If you pile your leaves up, bag them, and they get sent off to the landfill, they’ll be joining plenty of similar deposits. According to the United States Environmental Protection Agency, there were 10.5 million tons of yard trimmings brought to landfills in 2018. That was about 7.2% of the total municipal solid waste dropped off.

It’s not just the waste that’s troublesome, either. As the organic matter breaks down, it produces methane. In 2019, landfills accounted for 15.1% of the United States’ methane emissions. The EPA says that’s roughly equivalent to the greenhouse gas emissions produced by more than 21.6 passenger vehicles driven in a year. It also matches the yearly CO2 emissions from nearly 12 million homes’ energy use.

Your Yard Can Benefit from the Leaves

colorful autumn leaves piled on ground

Keeping the leaves on your property can actually be beneficial to your yard! If you opt to keep those leaves where they are and cut them with your lawnmower – a manual mower being the most environmentally-friendly option – you’re left with a natural mulch.
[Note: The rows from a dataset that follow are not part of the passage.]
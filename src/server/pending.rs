//! The outstanding expect / interact / wait operation of a connection.

use super::matcher::{Matcher, PatternError};
use crate::protocol::{ExpectFlags, PassRequest, Subcommand};
use std::time::{Duration, Instant};
use thiserror::Error;

/// Why a `PASS` request was refused.
#[derive(Debug, Error)]
pub enum PassError {
    #[error("only one of exact, glob, regex or eof may be given")]
    ConflictingModes,

    #[error("expect needs a pattern or eof")]
    NothingToExpect,

    #[error("{0}")]
    Pattern(#[from] PatternError),
}

/// An installed `PASS` request.
#[derive(Debug)]
pub struct PendingOp {
    pub subcommand: Subcommand,
    pub flags: ExpectFlags,
    pub matcher: Option<Matcher>,
    /// Seconds; negative never expires, zero expires at the first check.
    pub timeout: i32,
    lookback: Option<usize>,
    started: Instant,
}

impl PendingOp {
    /// Validate a request and compile its pattern.
    pub fn install(req: PassRequest, default_timeout: i32, now: Instant) -> Result<Self, PassError> {
        if req.flags.mode_count() > 1 {
            return Err(PassError::ConflictingModes);
        }
        let matcher = req
            .pattern
            .as_deref()
            .map(|p| Matcher::compile(p, req.flags))
            .transpose()?;
        if req.subcommand == Subcommand::Expect
            && matcher.is_none()
            && !req.flags.contains(ExpectFlags::EOF)
        {
            return Err(PassError::NothingToExpect);
        }

        Ok(Self {
            subcommand: req.subcommand,
            flags: req.flags,
            matcher,
            timeout: req.timeout.unwrap_or(default_timeout),
            lookback: req
                .lookback
                .and_then(|n| usize::try_from(n).ok())
                .filter(|&n| n > 0),
            started: now,
        })
    }

    /// The lookback line count, handed out once.
    pub const fn take_lookback(&mut self) -> Option<usize> {
        self.lookback.take()
    }

    #[must_use]
    pub fn timed_out(&self, now: Instant) -> bool {
        match u64::try_from(self.timeout) {
            Err(_) => false,
            Ok(0) => true,
            Ok(secs) => now.saturating_duration_since(self.started) > Duration::from_secs(secs),
        }
    }
}

#[cfg(test)]
mod tests {
    use super::*;

    fn expect(flags: ExpectFlags, pattern: Option<&str>) -> PassRequest {
        PassRequest {
            subcommand: Subcommand::Expect,
            flags,
            pattern: pattern.map(|p| p.as_bytes().to_vec()),
            timeout: None,
            lookback: None,
        }
    }

    #[test]
    fn test_default_timeout_applies() {
        let now = Instant::now();
        let op = PendingOp::install(expect(ExpectFlags::EXACT, Some("x")), 10, now).unwrap();
        assert_eq!(op.timeout, 10);
        assert!(!op.timed_out(now + Duration::from_secs(10)));
        assert!(op.timed_out(now + Duration::from_millis(10_001)));
    }

    #[test]
    fn test_zero_and_negative_timeouts() {
        let now = Instant::now();
        let mut req = expect(ExpectFlags::EOF, None);
        req.timeout = Some(0);
        assert!(PendingOp::install(req.clone(), 10, now).unwrap().timed_out(now));
        req.timeout = Some(-1);
        let op = PendingOp::install(req, 10, now).unwrap();
        assert!(!op.timed_out(now + Duration::from_secs(1_000_000)));
    }

    #[test]
    fn test_lookback_taken_once() {
        let mut req = expect(ExpectFlags::EXACT, Some("x"));
        req.lookback = Some(3);
        let mut op = PendingOp::install(req, 10, Instant::now()).unwrap();
        assert_eq!(op.take_lookback(), Some(3));
        assert_eq!(op.take_lookback(), None);
    }

    #[test]
    fn test_non_positive_lookback_ignored() {
        let mut req = expect(ExpectFlags::EXACT, Some("x"));
        req.lookback = Some(-2);
        let mut op = PendingOp::install(req, 10, Instant::now()).unwrap();
        assert_eq!(op.take_lookback(), None);
    }

    #[test]
    fn test_rejects_invalid_requests() {
        let now = Instant::now();
        assert!(matches!(
            PendingOp::install(expect(ExpectFlags::EXACT | ExpectFlags::ERE, Some("x")), 10, now),
            Err(PassError::ConflictingModes)
        ));
        assert!(matches!(
            PendingOp::install(expect(ExpectFlags::ICASE, None), 10, now),
            Err(PassError::NothingToExpect)
        ));
        assert!(matches!(
            PendingOp::install(expect(ExpectFlags::ERE, Some("(")), 10, now),
            Err(PassError::Pattern(_))
        ));
    }

    #[test]
    fn test_wait_without_pattern() {
        let req = PassRequest {
            subcommand: Subcommand::Wait,
            flags: ExpectFlags::EXIT,
            pattern: None,
            timeout: Some(-1),
            lookback: None,
        };
        let op = PendingOp::install(req, 10, Instant::now()).unwrap();
        assert!(op.matcher.is_none());
    }
}
//! Framing of encoded messages on a byte stream.
//!
//! A frame is a 4-byte big-endian magic number followed by one encoded
//! message tree. The length in the message header tells the reader how
//! much more to read.

use crate::codec::{self, CodecError, HEADER_SIZE, Tlv};
use thiserror::Error;
use tokio::io::{AsyncRead, AsyncReadExt, AsyncWrite, AsyncWriteExt};

/// Frame marker.
pub const MAGIC: u32 = 0x5748_4a4d;

/// Largest encoded message accepted in either direction.
pub const MAX_FRAME_SIZE: usize = 20 * 1024;

/// Largest payload a client may send in one `SEND` request.
pub const MAX_SEND_SIZE: usize = 1024;

/// Errors from sending or receiving a frame.
///
/// Any of these on a receive means the peer is gone or broken.
#[derive(Debug, Error)]
pub enum TransportError {
    #[error("connection closed")]
    Closed,

    #[error("bad frame magic {0:#010x}")]
    BadMagic(u32),

    #[error("frame too large: {0} bytes")]
    TooLarge(usize),

    #[error("malformed message: {0}")]
    Codec(#[source] CodecError),

    #[error("I/O error: {0}")]
    Io(#[source] std::io::Error),
}

fn read_error(e: std::io::Error) -> TransportError {
    if e.kind() == std::io::ErrorKind::UnexpectedEof {
        TransportError::Closed
    } else {
        TransportError::Io(e)
    }
}

/// Write one framed message. Oversized messages fail before any byte is written.
pub async fn send<W>(writer: &mut W, msg: &Tlv) -> Result<(), TransportError>
where
    W: AsyncWrite + Unpin + ?Sized,
{
    let body = msg.encode(MAX_FRAME_SIZE).map_err(|e| match e {
        CodecError::TooLarge { size, .. } => TransportError::TooLarge(size),
        other => TransportError::Codec(other),
    })?;

    let mut frame = Vec::with_capacity(4 + body.len());
    frame.extend_from_slice(&MAGIC.to_be_bytes());
    frame.extend_from_slice(&body);

    writer.write_all(&frame).await.map_err(TransportError::Io)?;
    writer.flush().await.map_err(TransportError::Io)
}

/// Read one framed message.
///
/// Cancel safety: not cancel safe; a partially read frame is lost.
pub async fn recv<R>(reader: &mut R) -> Result<Tlv, TransportError>
where
    R: AsyncRead + Unpin + ?Sized,
{
    let mut magic = [0u8; 4];
    reader.read_exact(&mut magic).await.map_err(read_error)?;
    let magic = u32::from_be_bytes(magic);
    if magic != MAGIC {
        return Err(TransportError::BadMagic(magic));
    }

    let mut frame = vec![0u8; HEADER_SIZE];
    reader.read_exact(&mut frame).await.map_err(read_error)?;
    let len = u32::from_be_bytes([frame[4], frame[5], frame[6], frame[7]]) as usize;
    let padded = len.saturating_add(7) & !7;
    let total = HEADER_SIZE.saturating_add(padded);
    if total > MAX_FRAME_SIZE {
        return Err(TransportError::TooLarge(total));
    }

    frame.resize(total, 0);
    reader
        .read_exact(&mut frame[HEADER_SIZE..])
        .await
        .map_err(read_error)?;

    codec::decode_message(&frame).map_err(TransportError::Codec)
}
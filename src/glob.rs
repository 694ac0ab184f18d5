//! Glob pattern translation.
//!
//! `expect --glob` patterns are turned into POSIX extended regexes on the
//! client; the server only ever sees the translated form.

use thiserror::Error;

#[derive(Debug, Clone, PartialEq, Eq, Error)]
pub enum GlobError {
    #[error("unterminated bracket expression")]
    Unterminated,

    #[error("unmatched ']'")]
    StrayBracket,

    #[error("trailing backslash")]
    TrailingBackslash,

    #[error("'\\{0}' does not escape a glob character")]
    BadEscape(char),

    #[error("character classes are not supported in brackets")]
    CharacterClass,
}

const GLOB_SPECIAL: &[char] = &['*', '?', '[', ']', '\\'];

const ERE_SPECIAL: &[char] = &[
    '.', '[', ']', '(', ')', '*', '+', '?', '{', '}', '|', '^', '$', '\\',
];

fn push_literal(out: &mut String, c: char) {
    if ERE_SPECIAL.contains(&c) {
        out.push('\\');
    }
    out.push(c);
}

/// Translate a glob into an unanchored regex.
///
/// `*` and `?` become `.*` and `.`; brackets keep their members, with `!`
/// or `^` negating and a leading `]` taken literally. A leading `^` and a
/// trailing `$` stay anchors. Everything else matches itself.
pub fn glob_to_regex(glob: &str) -> Result<String, GlobError> {
    let chars: Vec<char> = glob.chars().collect();
    let mut out = String::with_capacity(glob.len() * 2);
    let mut i = 0;

    if chars.first() == Some(&'^') {
        out.push('^');
        i = 1;
    }
    let anchored_end = chars.len() > i && chars.last() == Some(&'$');
    let end = if anchored_end { chars.len() - 1 } else { chars.len() };

    while i < end {
        match chars[i] {
            '*' => out.push_str(".*"),
            '?' => out.push('.'),
            '\\' => {
                let Some(&next) = chars.get(i + 1) else {
                    return Err(GlobError::TrailingBackslash);
                };
                if i + 1 >= end && anchored_end {
                    // the final '$' was escaped
                    return Err(GlobError::BadEscape(next));
                }
                if !GLOB_SPECIAL.contains(&next) {
                    return Err(GlobError::BadEscape(next));
                }
                push_literal(&mut out, next);
                i += 1;
            }
            ']' => return Err(GlobError::StrayBracket),
            '[' => i = bracket(&chars[..end], i, &mut out)?,
            c => push_literal(&mut out, c),
        }
        i += 1;
    }

    if anchored_end {
        out.push('$');
    }
    Ok(out)
}

/// Translate the bracket expression opening at `start`. Returns the index
/// of its closing `]`. Members are copied as is: inside brackets a POSIX
/// regex has no escapes.
fn bracket(chars: &[char], start: usize, out: &mut String) -> Result<usize, GlobError> {
    let mut i = start + 1;
    out.push('[');
    if matches!(chars.get(i), Some('!' | '^')) {
        out.push('^');
        i += 1;
    }
    if chars.get(i) == Some(&']') {
        out.push(']');
        i += 1;
    }

    loop {
        match chars.get(i) {
            None => return Err(GlobError::Unterminated),
            Some(']') => {
                out.push(']');
                return Ok(i);
            }
            Some('[') if matches!(chars.get(i + 1), Some(':' | '.' | '=')) => {
                return Err(GlobError::CharacterClass);
            }
            Some(&c) => out.push(c),
        }
        i += 1;
    }
}

#[cfg(test)]
mod tests {
    use super::*;
    use crate::protocol::ExpectFlags;
    use crate::server::{Captures, Matcher};

    fn compile(glob: &str) -> Matcher {
        let re = glob_to_regex(glob).unwrap_or_else(|e| panic!("{glob}: {e}"));
        Matcher::compile(re.as_bytes(), ExpectFlags::ERE)
            .unwrap_or_else(|e| panic!("{glob} -> {re}: {e}"))
    }

    fn matches(glob: &str, text: &str) -> bool {
        compile(glob).find(text.as_bytes(), &mut Captures::default()).is_some()
    }

    #[test]
    fn test_accepted_patterns_compile() {
        for glob in [
            "",
            "^$",
            "^foo$",
            "^foo",
            "foo$",
            "123?456*789",
            ".+|^$<>(){}",
            "[]]",
            "[Pp]assword",
            "[^]]",
            "[!]]",
            "[a-z]",
            "[a-z]\\]",
        ] {
            compile(glob);
        }
    }

    #[test]
    fn test_rejected_patterns() {
        for glob in [
            "[",
            "[a-z",
            "[a-z]]",
            "]",
            "\\",
            "\\^",
            "\\x",
            "[[:digit:]]",
            "[[.cC.]]",
            "[[=o=]]",
        ] {
            assert!(glob_to_regex(glob).is_err(), "{glob} should be rejected");
        }
    }

    #[test]
    fn test_translation() {
        assert_eq!(glob_to_regex("a*b?c").unwrap(), "a.*b.c");
        assert_eq!(glob_to_regex("^foo$").unwrap(), "^foo$");
        assert_eq!(glob_to_regex("[!]]").unwrap(), "[^]]");
        assert_eq!(glob_to_regex("a.b(c)").unwrap(), r"a\.b\(c\)");
    }

    #[test]
    fn test_wildcards() {
        assert!(matches("123?456*789", "xx123a456bbb789yy"));
        assert!(!matches("123?456*789", "123456789"));
        assert!(matches("[Pp]assword:", "Password: "));
        assert!(matches("[Pp]assword:", "password:"));
    }

    #[test]
    fn test_unanchored_unless_asked() {
        assert!(matches("foo", "a foo b"));
        assert!(!matches("^foo", "a foo"));
        assert!(!matches("foo$", "foo bar"));
        assert!(matches("foo$", "bar foo"));
    }

    #[test]
    fn test_metacharacters_are_literal() {
        assert!(matches(".+|^$<>(){}", "x.+|^$<>(){}"));
        assert!(!matches(".+|^$<>(){}", "ab"));
    }

    #[test]
    fn test_brackets() {
        assert!(matches("[]]", "]"));
        assert!(matches("[^]]", "a"));
        assert!(!matches("^[^]]$", "]"));
        assert!(matches("[a-z]\\]", "q]"));
        assert!(!matches("^[!a-c]$", "b"));
        assert!(matches("^[\\]$", "\\"));
    }

    #[test]
    fn test_escaped_wildcards() {
        assert!(matches("a\\*b", "a*b"));
        assert!(!matches("a\\*b", "aab"));
        assert!(matches("\\?", "?"));
    }
}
The leaf remnants will also fertilize the soil and help prevent weeds. You can move some to your garden, too, to help protect your plants’ roots and preserve soil moisture.
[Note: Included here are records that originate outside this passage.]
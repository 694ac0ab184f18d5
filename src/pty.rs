//! PTY creation and management.
//!
//! Provides helpers for spawning a process in a pseudo-terminal and for
//! controlling it afterwards.
//!
//! # Safety
//!
//! This module uses unsafe code for PTY operations (fork, ioctl, dup2).
//! These are fundamental operations that cannot be done safely.

#![allow(unsafe_code)]

use nix::errno::Errno;
use nix::fcntl::{FcntlArg, OFlag, fcntl};
use nix::pty::{OpenptyResult, Winsize, openpty};
use nix::sys::signal::{self, SigHandler, Signal};
use nix::sys::wait::{Id, WaitPidFlag, WaitStatus, waitid, waitpid};
use nix::unistd::{ForkResult, Pid, execvp, fork, setsid};
use std::ffi::CString;
use std::io;
use std::os::unix::io::{AsRawFd, OwnedFd};
use thiserror::Error;
use tokio::io::unix::AsyncFd;
use tracing::debug;

/// Errors that can occur during PTY operations.
#[derive(Debug, Error)]
pub enum PtyError {
    #[error("failed to open PTY: {0}")]
    OpenPty(#[source] nix::Error),

    #[error("failed to fork: {0}")]
    Fork(#[source] nix::Error),

    #[error("failed to register PTY with the reactor: {0}")]
    Register(#[source] io::Error),

    #[error("command is empty")]
    EmptyCommand,

    #[error("invalid command string: {0}")]
    InvalidCommand(#[source] std::ffi::NulError),
}

/// Operations the session needs from its child and PTY master.
///
/// Implemented by [`PtyProcess`]; tests substitute a scripted fake.
pub trait ChildPty {
    fn pid(&self) -> i32;

    fn pts_name(&self) -> &str;

    /// Whether the master side is still open.
    fn is_open(&self) -> bool;

    /// Write to the child's input. Returns bytes written.
    fn write(&self, data: &[u8]) -> io::Result<usize>;

    /// Current window size as `(rows, cols)`.
    fn window_size(&self) -> io::Result<(u16, u16)>;

    fn resize(&self, rows: u16, cols: u16) -> io::Result<()>;

    fn signal(&self, signal: i32) -> Result<(), Errno>;

    /// Close the master side. Idempotent.
    fn close(&mut self);

    /// Raw wait status if the child has exited, without reaping it.
    fn peek_exit(&self) -> io::Result<Option<i32>>;

    /// Reap the exited child and return its raw wait status.
    fn reap(&mut self) -> io::Result<i32>;
}

/// Options applied to the child before `exec`.
#[derive(Debug, Default, Clone)]
pub struct SpawnOptions {
    /// Ignore SIGHUP in the child.
    pub nohup: bool,
    /// Value for `TERM`.
    pub term: Option<String>,
    /// Initial window size; left to the system default when absent.
    pub winsize: Option<(u16, u16)>,
    /// Environment variables removed from the child's environment.
    pub unset_env: Vec<String>,
}

/// A child process running on a PTY.
pub struct PtyProcess {
    master: Option<AsyncFd<OwnedFd>>,
    pid: Pid,
    pts_name: String,
}

impl std::fmt::Debug for PtyProcess {
    fn fmt(&self, f: &mut std::fmt::Formatter<'_>) -> std::fmt::Result {
        f.debug_struct("PtyProcess")
            .field("pid", &self.pid)
            .field("pts_name", &self.pts_name)
            .field("open", &self.master.is_some())
            .finish()
    }
}

/// Encode a wait status the way the kernel reports it.
fn raw_status(status: WaitStatus) -> Option<i32> {
    match status {
        WaitStatus::Exited(_, code) => Some((code & 0xff) << 8),
        WaitStatus::Signaled(_, sig, core) => Some(sig as i32 | if core { 0x80 } else { 0 }),
        _ => None,
    }
}

impl PtyProcess {
    /// Read from the master, waiting for readiness.
    ///
    /// `Ok(0)` and `EIO` both mean every slave handle is closed. Pending
    /// forever once the master is closed. Cancel safe.
    pub async fn read(&self, buf: &mut [u8]) -> io::Result<usize> {
        let Some(master) = &self.master else {
            return std::future::pending().await;
        };
        loop {
            let mut guard = master.readable().await?;
            match guard.try_io(|fd| nix::unistd::read(fd.get_ref(), buf).map_err(io::Error::from)) {
                Ok(result) => return result,
                Err(_would_block) => {}
            }
        }
    }

    fn raw_master(&self) -> Option<i32> {
        self.master.as_ref().map(AsRawFd::as_raw_fd)
    }
}

impl ChildPty for PtyProcess {
    fn pid(&self) -> i32 {
        self.pid.as_raw()
    }

    fn pts_name(&self) -> &str {
        &self.pts_name
    }

    fn is_open(&self) -> bool {
        self.master.is_some()
    }

    fn write(&self, data: &[u8]) -> io::Result<usize> {
        let master = self
            .master
            .as_ref()
            .ok_or_else(|| io::Error::from(io::ErrorKind::NotConnected))?;
        nix::unistd::write(master.get_ref(), data).map_err(io::Error::from)
    }

    fn window_size(&self) -> io::Result<(u16, u16)> {
        let fd = self
            .raw_master()
            .ok_or_else(|| io::Error::from(io::ErrorKind::NotConnected))?;
        let mut ws = Winsize {
            ws_row: 0,
            ws_col: 0,
            ws_xpixel: 0,
            ws_ypixel: 0,
        };
        // SAFETY: fd is an open PTY master and ws is a valid winsize
        let ret = unsafe { libc::ioctl(fd, libc::TIOCGWINSZ, &raw mut ws) };
        if ret < 0 {
            return Err(io::Error::last_os_error());
        }
        Ok((ws.ws_row, ws.ws_col))
    }

    fn resize(&self, rows: u16, cols: u16) -> io::Result<()> {
        let fd = self
            .raw_master()
            .ok_or_else(|| io::Error::from(io::ErrorKind::NotConnected))?;
        let ws = Winsize {
            ws_row: rows,
            ws_col: cols,
            ws_xpixel: 0,
            ws_ypixel: 0,
        };
        // TIOCSWINSZ ioctl
        let ret = unsafe { libc::ioctl(fd, libc::TIOCSWINSZ, &raw const ws) };
        if ret < 0 {
            return Err(io::Error::last_os_error());
        }
        Ok(())
    }

    fn signal(&self, sig: i32) -> Result<(), Errno> {
        let sig = Signal::try_from(sig)?;
        signal::kill(self.pid, sig)
    }

    fn close(&mut self) {
        if self.master.take().is_some() {
            debug!(pid = %self.pid, "closed PTY master");
        }
    }

    fn peek_exit(&self) -> io::Result<Option<i32>> {
        let flags = WaitPidFlag::WEXITED | WaitPidFlag::WNOHANG | WaitPidFlag::WNOWAIT;
        match waitid(Id::Pid(self.pid), flags) {
            Ok(status) => Ok(raw_status(status)),
            Err(e) => Err(io::Error::from(e)),
        }
    }

    fn reap(&mut self) -> io::Result<i32> {
        loop {
            let status = waitpid(self.pid, None).map_err(io::Error::from)?;
            if let Some(raw) = raw_status(status) {
                return Ok(raw);
            }
        }
    }
}

fn to_cstrings(cmd: &[String]) -> Result<Vec<CString>, PtyError> {
    cmd.iter()
        .map(|s| CString::new(s.as_str()))
        .collect::<Result<_, _>>()
        .map_err(PtyError::InvalidCommand)
}

/// Spawn a command in a new PTY.
///
/// Must be called from within a tokio runtime; the master is registered
/// with its reactor.
pub fn spawn(cmd: &[String], opts: &SpawnOptions) -> Result<PtyProcess, PtyError> {
    if cmd.is_empty() {
        return Err(PtyError::EmptyCommand);
    }
    let args = to_cstrings(cmd)?;

    let winsize = opts.winsize.map(|(rows, cols)| Winsize {
        ws_row: rows,
        ws_col: cols,
        ws_xpixel: 0,
        ws_ypixel: 0,
    });

    // Open a new PTY pair
    let OpenptyResult { master, slave } =
        openpty(winsize.as_ref(), None).map_err(PtyError::OpenPty)?;
    let pts_name = nix::unistd::ttyname(&slave)
        .map(|p| p.display().to_string())
        .unwrap_or_default();

    // Fork the process
    match unsafe { fork() }.map_err(PtyError::Fork)? {
        ForkResult::Parent { child } => {
            // Parent: close slave, keep master
            drop(slave);

            // Set master to non-blocking mode for async I/O
            let flags = fcntl(&master, FcntlArg::F_GETFL).map_err(PtyError::OpenPty)?;
            let mut flags = OFlag::from_bits_retain(flags);
            flags.insert(OFlag::O_NONBLOCK);
            fcntl(&master, FcntlArg::F_SETFL(flags)).map_err(PtyError::OpenPty)?;

            let master = AsyncFd::new(master).map_err(PtyError::Register)?;
            debug!(pid = %child, %pts_name, "spawned child on PTY");
            Ok(PtyProcess {
                master: Some(master),
                pid: child,
                pts_name,
            })
        }
        ForkResult::Child => {
            drop(master);
            exec_child(&slave, &args, opts)
        }
    }
}

/// Child side of [`spawn`]: set up the terminal and exec. Never returns.
fn exec_child(slave: &OwnedFd, args: &[CString], opts: &SpawnOptions) -> ! {
    fn fail(what: &str, err: &dyn std::fmt::Display) -> ! {
        eprintln!("tether: {what}: {err}");
        // SAFETY: terminating the forked child without running parent state destructors
        unsafe { libc::_exit(127) }
    }

    if let Err(e) = setsid() {
        fail("setsid", &e);
    }

    // Set the slave as the controlling terminal
    let slave_fd = slave.as_raw_fd();
    unsafe {
        if libc::ioctl(slave_fd, libc::TIOCSCTTY, 0) < 0 {
            libc::_exit(127);
        }
        if libc::dup2(slave_fd, libc::STDIN_FILENO) < 0
            || libc::dup2(slave_fd, libc::STDOUT_FILENO) < 0
            || libc::dup2(slave_fd, libc::STDERR_FILENO) < 0
        {
            libc::_exit(127);
        }
        if slave_fd > 2 {
            libc::close(slave_fd);
        }
    }

    // SAFETY: single-threaded child between fork and exec
    unsafe {
        // The Rust runtime ignores SIGPIPE; the child expects the default.
        let _ = signal::signal(Signal::SIGPIPE, SigHandler::SigDfl);
        let _ = signal::signal(Signal::SIGCHLD, SigHandler::SigDfl);
        if opts.nohup {
            let _ = signal::signal(Signal::SIGHUP, SigHandler::SigIgn);
        }

        for key in &opts.unset_env {
            std::env::remove_var(key);
        }
        if let Some(term) = &opts.term {
            std::env::set_var("TERM", term);
        }
    }

    match execvp(&args[0], args) {
        Err(e) => fail(&args[0].to_string_lossy(), &e),
        Ok(never) => match never {},
    }
}

/// Current window size of the terminal on `fd`, if it is one.
#[must_use]
pub fn terminal_size(fd: i32) -> Option<(u16, u16)> {
    let mut ws = Winsize {
        ws_row: 0,
        ws_col: 0,
        ws_xpixel: 0,
        ws_ypixel: 0,
    };
    // SAFETY: ws is a valid winsize for TIOCGWINSZ to fill
    let result = unsafe { libc::ioctl(fd, libc::TIOCGWINSZ, &raw mut ws) };
    if result == 0 && ws.ws_row > 0 && ws.ws_col > 0 {
        Some((ws.ws_row, ws.ws_col))
    } else {
        None
    }
}

#[cfg(test)]
mod tests {
    use super::*;
    use std::time::Duration;

    fn sh(script: &str) -> Vec<String> {
        vec!["sh".into(), "-c".into(), script.into()]
    }

    async fn read_all(pty: &PtyProcess) -> Vec<u8> {
        let mut out = Vec::new();
        let mut buf = [0u8; 1024];
        loop {
            match tokio::time::timeout(Duration::from_secs(5), pty.read(&mut buf)).await {
                Ok(Ok(0) | Err(_)) | Err(_) => break,
                Ok(Ok(n)) => out.extend_from_slice(&buf[..n]),
            }
        }
        out
    }

    fn wait_for_exit(pty: &PtyProcess) -> i32 {
        for _ in 0..500 {
            if let Some(status) = pty.peek_exit().unwrap() {
                return status;
            }
            std::thread::sleep(Duration::from_millis(10));
        }
        panic!("child did not exit");
    }

    #[tokio::test]
    async fn test_spawn_echo() {
        let mut pty = spawn(&sh("echo hello"), &SpawnOptions::default()).unwrap();
        let out = read_all(&pty).await;
        assert!(String::from_utf8_lossy(&out).contains("hello"));
        assert_eq!(wait_for_exit(&pty), 0);
        assert_eq!(pty.reap().unwrap(), 0);
    }

    #[tokio::test]
    async fn test_exit_status_encoding() {
        let mut pty = spawn(&sh("exit 42"), &SpawnOptions::default()).unwrap();
        let status = wait_for_exit(&pty);
        assert_eq!(status >> 8, 42);
        // peeking does not reap
        assert_eq!(pty.peek_exit().unwrap(), Some(status));
        assert_eq!(pty.reap().unwrap(), status);
    }

    #[tokio::test]
    async fn test_signal_status() {
        let mut pty = spawn(&["sleep".into(), "30".into()], &SpawnOptions::default()).unwrap();
        assert_eq!(pty.peek_exit().unwrap(), None);
        pty.signal(libc::SIGKILL).unwrap();
        let status = wait_for_exit(&pty);
        assert_eq!(status & 0x7f, libc::SIGKILL);
        pty.reap().unwrap();
    }

    #[tokio::test]
    async fn test_spawn_empty_command() {
        let result = spawn(&[], &SpawnOptions::default());
        assert!(matches!(result, Err(PtyError::EmptyCommand)));
    }

    #[tokio::test]
    async fn test_resize_and_term() {
        let opts = SpawnOptions {
            term: Some("vt100".into()),
            winsize: Some((30, 100)),
            ..SpawnOptions::default()
        };
        let mut pty = spawn(&sh("echo TERM=$TERM; sleep 1"), &opts).unwrap();
        assert_eq!(pty.window_size().unwrap(), (30, 100));
        pty.resize(40, 120).unwrap();
        assert_eq!(pty.window_size().unwrap(), (40, 120));
        assert!(pty.pts_name().starts_with("/dev/"));

        let out = read_all(&pty).await;
        assert!(String::from_utf8_lossy(&out).contains("TERM=vt100"));
        pty.close();
        assert!(!pty.is_open());
        assert!(pty.write(b"x").is_err());
        wait_for_exit(&pty);
        pty.reap().unwrap();
    }
}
If you would prefer not to have the leaves in your yard but would also like to remove them in a green way, use them for compost. You can either do your own composting or take the leaves to a municipal recycling center. Your city or county may have a composting program that offers curbside pickup, as well. Apart from reducing landfill emissions, composting reduces the need for chemical fertilizers. It also encourages the production of beneficial bacteria and fungi that help break down organic matter into humus, a nutrient-filled material that is helpful for plants.

Wildlife May Be Appreciative

luna moth resting on flowers

Leaf litter may not look like much, but it provides habitat to thousands of species. The National Wildlife Federation says salamanders, chipmunks, wood frogs, box turtles, shrews, and thousands of different insects use this leaf layer as their primary habitat. During the winter time, many species of butterfly and moth find shelter there. They may do so as eggs, pupae, or adults. In fact, the NWF says 94% of moth species use this habitat to complete their lifecycle. Spiders also find shelter there, ready to continue to do their part to reduce pests.

With much of their food living in this habitat, the leaf layer is essential for birds’ survival, too. Many species will forage there for insects, including wood thrushes, sparrows, robins, and wild turkeys. The NWF notes that 96% of backyard birds use butterfly and moth caterpillars as the primary food source for their babies. Other species, including ovenbirds and some bats, will nest in the leaf layer.

Take a Break From the Rake

colorful autumn leaves on ground

In summary, if your rake is not exactly your best friend, you don’t have to reluctantly parter up with it… at least not for leaves.